Dal Piemonte non si esce fino alla fine di marzo Ristori, Cirio in pressing
Le richieste: a ristoranti e bar comunicazioni sulle chiusure qualche giorno prima della decisione per evitare choc e sprechi
La nuova grande paura si chiama «variante del virus». Quella inglese si sta diffondendo in Piemonte, le altre sono quella sudafricana e brasiliana che qui, almeno per il momento, non sembrano avere riscontro nelle analisi di laboratorio. È per questo che il governo (e le stesse Regioni) hanno tirato il freno a mano sugli spostamenti tra i territori. Restano vietati fino alla fine di marzo (il 25) anche tra regioni in «zona gialla». All’orizzonte c’è il periodo delle vacanze di Pasqua (4 aprile) ma per il momento la scadenza sembra ancora troppo lontana per pensarci. Almeno da subito. Le Regioni si sono confrontate a lungo ieri con i ministri Gelmini e Speranza. Dopo il mancato accordo sulla «zona arancione nazionale» che avrebbe garantito omogeneità di misure valide su tutto il territorio nazionale, i governatori hanno stilato un documento consegnato alla ministra per le Autonomie che la stessa Gelmini si è impegnata a portare oggi in Consiglio dei ministri. Le richieste riguardano molti punti. Il Piemonte con il governatore Alberto Cirio insiste molto sul tema dei ristori. Soprattutto per quelli che riguardano il comparto della montagna, rimasto all’asciutto — stagione praticamente finita — dopo l’annuncio di ben cinque date di possibile riapertura. La Regione Piemonte ha fatto la sua parte garantendo alla gente che con la montagna ci vive (maestri di sci, baristi, ristoratori, stazioni di noleggio delle attrezzature) e alle società più grandi che gestiscono gli impianti, poco più di 20 milioni di euro. Bastano? No. Le cifre che gli operatori della montagna stanno snocciolando attraverso i flash mob di protesta (oggi raduno a Cuneo, ne riferiamo in pagina) raccontano di decine e decine di milioni andati perduti. Per questo il Piemonte, insieme alla altre regioni del Nord per le quali la neve significa business, insiste con Roma.

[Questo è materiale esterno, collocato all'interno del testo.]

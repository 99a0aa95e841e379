// Domain layer - automaton engine
pub mod domain;

// Application layer - camera, configuration, simulation state
pub mod application;

// Infrastructure layer - rendering, input
pub mod rendering;
pub mod input;

// Re-exports for convenience
pub use domain::{Cell, Grid, Pattern, presets};
pub use application::{Camera, Config, GameState};
pub use input::{InputState, PaintMode};
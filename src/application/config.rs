use macroquad::prelude::{Vec2, vec2};

/// Immutable startup configuration, built once in `main` and passed down.
/// Screen size, tile pixel size and map dimensions are fixed for the life
/// of the process; the grid is never resized.
#[derive(Clone, Copy, Debug)]
pub struct Config {
    pub screen_width: f32,
    pub screen_height: f32,
    /// Edge length of one tile in pixels at zoom 1.0
    pub tile_size: f32,
    /// Map dimensions in tiles
    pub grid_width: usize,
    pub grid_height: usize,
    /// Zoom clamp range. The reference setup pins both ends to 1.0,
    /// which disables zooming without touching the transform math.
    pub zoom_min: f32,
    pub zoom_max: f32,
}

impl Default for Config {
    fn default() -> Self {
        Self {
            screen_width: 800.0,
            screen_height: 600.0,
            tile_size: 10.0,
            grid_width: 1250,
            grid_height: 1250,
            zoom_min: 1.0,
            zoom_max: 1.0,
        }
    }
}

impl Config {
    pub fn screen_center(&self) -> Vec2 {
        vec2(self.screen_width / 2.0, self.screen_height / 2.0)
    }

    /// Full map extent in pixels at zoom 1.0; the pan clamp keeps the
    /// offset within half of this per axis.
    pub fn map_pixel_extent(&self) -> Vec2 {
        vec2(
            self.tile_size * self.grid_width as f32,
            self.tile_size * self.grid_height as f32,
        )
    }
}

#[cfg(test)]
mod tests {
    use super::*;

    #[test]
    fn test_default_extent() {
        let config = Config::default();
        assert_eq!(config.map_pixel_extent(), vec2(12500.0, 12500.0));
        assert_eq!(config.screen_center(), vec2(400.0, 300.0));
    }
}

Sul versante delle attività commerciali anche non in quota, è la possibilità di concedere ai ristoranti la possibilità di apertura anche per servire la cena a rappresentare un altro fronte sul quale anche il Piemonte (compatibilmente con lo sviluppo della pandemia e se i numeri non torneranno preoccupanti) spinge. Sempre sul versante di bar e ristoranti la soluzione trovata durante il confronto tra i ministri del governo Draghi
e i governatori dovrebbe assicurare agli esercenti una comunicazione qualche giorno prima dei provvedimenti che saranno poi adottati.
Questo margine di tempo consentirebbe di evitare lo choc per aperture e chiusure comunicate poche ore prima che sempre più spesso negli ultimi tempi, per chi ha un bar o un ristorante si sono tradotte in una affannosa corsa a fare rifornimenti salvo poi essere costretti a regalare tutto (o, peggio, a buttare derrate alimentari). Sul punto anche dal Piemonte si era levato il grido di allarme e protesta delle varie associazioni: l’ascom guidata da Maria Luisa Coppa e la Confesercenti con a capo Giancarlo Banchieri. Il primo tempo del primo vertice con il nuovo governo si è chiuso con qualche significativa novità che riguarda anche il Piemonte. Ma per il resto si naviga nell’incertezza. Come saranno i prossimi giorni dal punto di vista del contagio? Quanto vaccino avremo? Le domande sono ancora tante.